信道自适应技术是宽带无线通信中提高频谱效率的有效手段之一,在多用户多天线下行链路中,为了进行多用户调度和自适应调制编码,基站发送端必须知道下行信道状态信息(CSI)和信道质量信息(CQI),尽管在时分双工(TDD)系统中,CSI存在上下行对称性,但干扰和噪声不对称,所以,无论是频分双工(FDD)还是TDD,CQI必须由用户终端反馈获得。在多载波系统中,反馈量与子载波数成正比,反馈开销急剧增加,因此研究CQI的压缩传输技术尤为必要。另一方面,近年来,信号处理领域出现了新的研究进展-压缩感知(CS)技术,并有望在图像压缩等领域获得应用。本项目在深入研究CS理论基础上,首次将其应用于CQI的压缩反馈,旨在降低反馈开销、减少用户终端反馈的处理复杂度。

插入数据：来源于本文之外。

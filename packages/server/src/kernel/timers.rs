//! Keyed one-shot timers.
//!
//! Each key holds at most one pending timer. Arming a key again replaces the
//! previous timer; cancelling aborts it. Cancellation can still race with a
//! timer that has already woken up, so fire handlers must re-check whatever
//! condition they act on.

use std::collections::HashMap;
use std::future::Future;
use std::hash::Hash;
use std::sync::atomic::{AtomicU64, Ordering};
use std::sync::{Arc, Mutex, MutexGuard, PoisonError};
use std::time::Duration;

use tokio::task::AbortHandle;
use tracing::debug;

pub struct TimerRegistry<K> {
    timers: Mutex<HashMap<K, (u64, AbortHandle)>>,
    next_generation: AtomicU64,
}

impl<K> Default for TimerRegistry<K>
where
    K: Copy + Eq + Hash + std::fmt::Debug + Send + Sync + 'static,
{
    fn default() -> Self {
        Self::new()
    }
}

impl<K> TimerRegistry<K>
where
    K: Copy + Eq + Hash + std::fmt::Debug + Send + Sync + 'static,
{
    pub fn new() -> Self {
        Self {
            timers: Mutex::new(HashMap::new()),
            next_generation: AtomicU64::new(0),
        }
    }

    fn timers(&self) -> MutexGuard<'_, HashMap<K, (u64, AbortHandle)>> {
        self.timers.lock().unwrap_or_else(PoisonError::into_inner)
    }

    /// Run `task` after `delay` unless `key` is cancelled or re-armed first.
    pub fn arm<F>(self: &Arc<Self>, key: K, delay: Duration, task: F)
    where
        F: Future<Output = ()> + Send + 'static,
    {
        let generation = self.next_generation.fetch_add(1, Ordering::Relaxed);
        let registry = Arc::clone(self);

        // Hold the lock across spawn so the task cannot release its slot before it is recorded.
        let mut timers = self.timers();
        let handle = tokio::spawn(async move {
            tokio::time::sleep(delay).await;
            registry.release(key, generation);
            task.await;
        });

        if let Some((_, previous)) = timers.insert(key, (generation, handle.abort_handle())) {
            debug!(?key, "Replacing armed timer");
            previous.abort();
        }
    }

    /// Abort the pending timer for `key`. Returns whether one was armed.
    pub fn cancel(&self, key: K) -> bool {
        match self.timers().remove(&key) {
            Some((_, handle)) => {
                handle.abort();
                true
            }
            None => false,
        }
    }

    pub fn is_armed(&self, key: K) -> bool {
        self.timers().contains_key(&key)
    }

    pub fn armed_count(&self) -> usize {
        self.timers().len()
    }

    fn release(&self, key: K, generation: u64) {
        let mut timers = self.timers();
        if timers.get(&key).is_some_and(|(armed, _)| *armed == generation) {
            timers.remove(&key);
        }
    }
}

channel state information;feedback compression;compressed sensing;adaptive transmission;
信道自适应技术是宽带无线通信中提高频谱效率的有效手段之一,采用这一技术的前提是发送端必须知道信道状态信息,在这一背景下,本项目深入研究了基于压缩感知的信道状态信息高效估计与反馈新技术。具体来说,本项目的主要创新工作有(1)在深入研究压缩感知基本理论基础上,我们提出了采用正交匹配追踪的稀疏信号一致恢复充要条件,而文献中给出的所有条件只是充分条件,从而为压缩感知的具体应用奠定了坚实的基础;(2)针对OFDM系统和MIMO-OFDM系统,提出了基于压缩感知的稀疏信道状态信息估计新方法,并基于测量矩阵互相关最小化和遗传算法提出了导频分配最优化方法,其性能比传统的导频均匀分布和随机分布大大提高;(3)针对OFDM系统和MIMO-OFDM系统,提出了基于压缩感知的信道质量信息反馈新方法,比传统认为最好的基于离散余弦变换的压缩方法性能有较大提高。此外,本项目还研究了认知无线电NC-OFDM系统中的压缩感知信道状态信息估计新方法和基于有限反馈的多小区协作传输技术等相关内容。